Your assignment: There is one span to output from the data below: the lines starting at the line with "if value.abs() >" and ending at the line with "if field.is_empty() ||". Output it exactly, ends included, nothing more.

Source records:
BEGIN
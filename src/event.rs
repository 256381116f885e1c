//! Structured input events, one per line.
//!
//! ```text
//! +<keysym>              key press (decimal X11 keysym)
//! -<keysym>              key release
//! !                      release all keys and modifiers
//! <b> <x> <y> [<wheel>]  mouse sample: b = button bits 0-7,
//!                        x, y = 0..32767, wheel = -127..127 (default 0)
//! ```

use std::fmt;
use std::str::FromStr;

use crate::error::InvalidEvent;
use crate::hid::mouse::{MAX_POSITION, MAX_WHEEL};
use crate::hid::MouseReport;

/// One parsed input line.
#[derive(Clone, Copy, Debug, PartialEq, Eq)]
pub enum Event {
    Press(u16),
    Release(u16),
    Reset,
    Mouse(MouseReport),
}

impl FromStr for Event {
    type Err = InvalidEvent;

    fn from_str(line: &str) -> Result<Self, Self::Err> {
        parse_line(line)
    }
}

/// Parse one line (without its newline).
pub fn parse_line(line: &str) -> Result<Event, InvalidEvent> {
    let mut chars = line.chars();
    match chars.next() {
        Some('+') => parse_keysym(chars.as_str()).map(Event::Press),
        Some('-') => parse_keysym(chars.as_str()).map(Event::Release),
        Some('!') if chars.as_str().trim().is_empty() => Ok(Event::Reset),
        Some(c @ '0'..='7') => parse_mouse(c as u8 - b'0', chars.as_str()),
        _ => Err(InvalidEvent::Syntax),
    }
}

fn parse_keysym(field: &str) -> Result<u16, InvalidEvent> {
    parse_decimal(field.trim())
}

fn parse_mouse(buttons: u8, rest: &str) -> Result<Event, InvalidEvent> {
    // the button digit stands alone
    if !rest.starts_with(|c: char| c.is_ascii_whitespace()) {
        return Err(InvalidEvent::Syntax);
    }

    let mut fields = rest.split_ascii_whitespace();
    let (Some(x), Some(y)) = (fields.next(), fields.next()) else {
        return Err(InvalidEvent::Syntax);
    };
    let wheel = fields.next();
    if fields.next().is_some() {
        return Err(InvalidEvent::Syntax);
    }

    let x = parse_position(x)?;
    let y = parse_position(y)?;
    let wheel = match wheel {
        Some(field) => parse_wheel(field)?,
        None => 0,
    };

    MouseReport::new(buttons, x, y, wheel).map(Event::Mouse)
}

fn parse_position(field: &str) -> Result<u16, InvalidEvent> {
    let value: u32 = parse_decimal(field)?;
    u16::try_from(value)
        .ok()
        .filter(|&v| v <= MAX_POSITION)
        .ok_or(InvalidEvent::PositionOutOfRange(value))
}

fn parse_wheel(field: &str) -> Result<i8, InvalidEvent> {
    let (negative, digits) = match field.strip_prefix('-') {
        Some(digits) => (true, digits),
        None => (false, field.strip_prefix('+').unwrap_or(field)),
    };
    let magnitude: i32 = parse_decimal(digits)?;
    let value = if negative { -magnitude } else { magnitude };
    if value.abs() > i32::from(MAX_WHEEL) {
        return Err(InvalidEvent::WheelOutOfRange(value));
    }
    Ok(value as i8)
}

/// Unsigned decimal, digits only.
fn parse_decimal<T: FromStr>(field: &str) -> Result<T, InvalidEvent> {
    if field.is_empty() || !field.bytes().all(|b| b.is_ascii_digit()) {
        return Err(InvalidEvent::Number(field.to_owned()));
    }
    field
        .parse()
        .map_err(|_| InvalidEvent::Number(field.to_owned()))
}

/// Displays bytes as space separated hex, for logging rejected lines.
pub struct HexDump<'a>(pub &'a [u8]);

impl fmt::Display for HexDump<'_> {
    fn fmt(&self, f: &mut fmt::Formatter<'_>) -> fmt::Result {
        for (i, byte) in self.0.iter().enumerate() {
            if i > 0 {
                f.write_str(" ")?;
            }
            write!(f, "{byte:02X}")?;
        }
        Ok(())
    }
}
END
Reply:
    if value.abs() > i32::from(MAX_WHEEL) {
        return Err(InvalidEvent::WheelOutOfRange(value));
    }
    Ok(value as i8)
}

/// Unsigned decimal, digits only.
fn parse_decimal<T: FromStr>(field: &str) -> Result<T, InvalidEvent> {
    if field.is_empty() || !field.bytes().all(|b| b.is_ascii_digit()) {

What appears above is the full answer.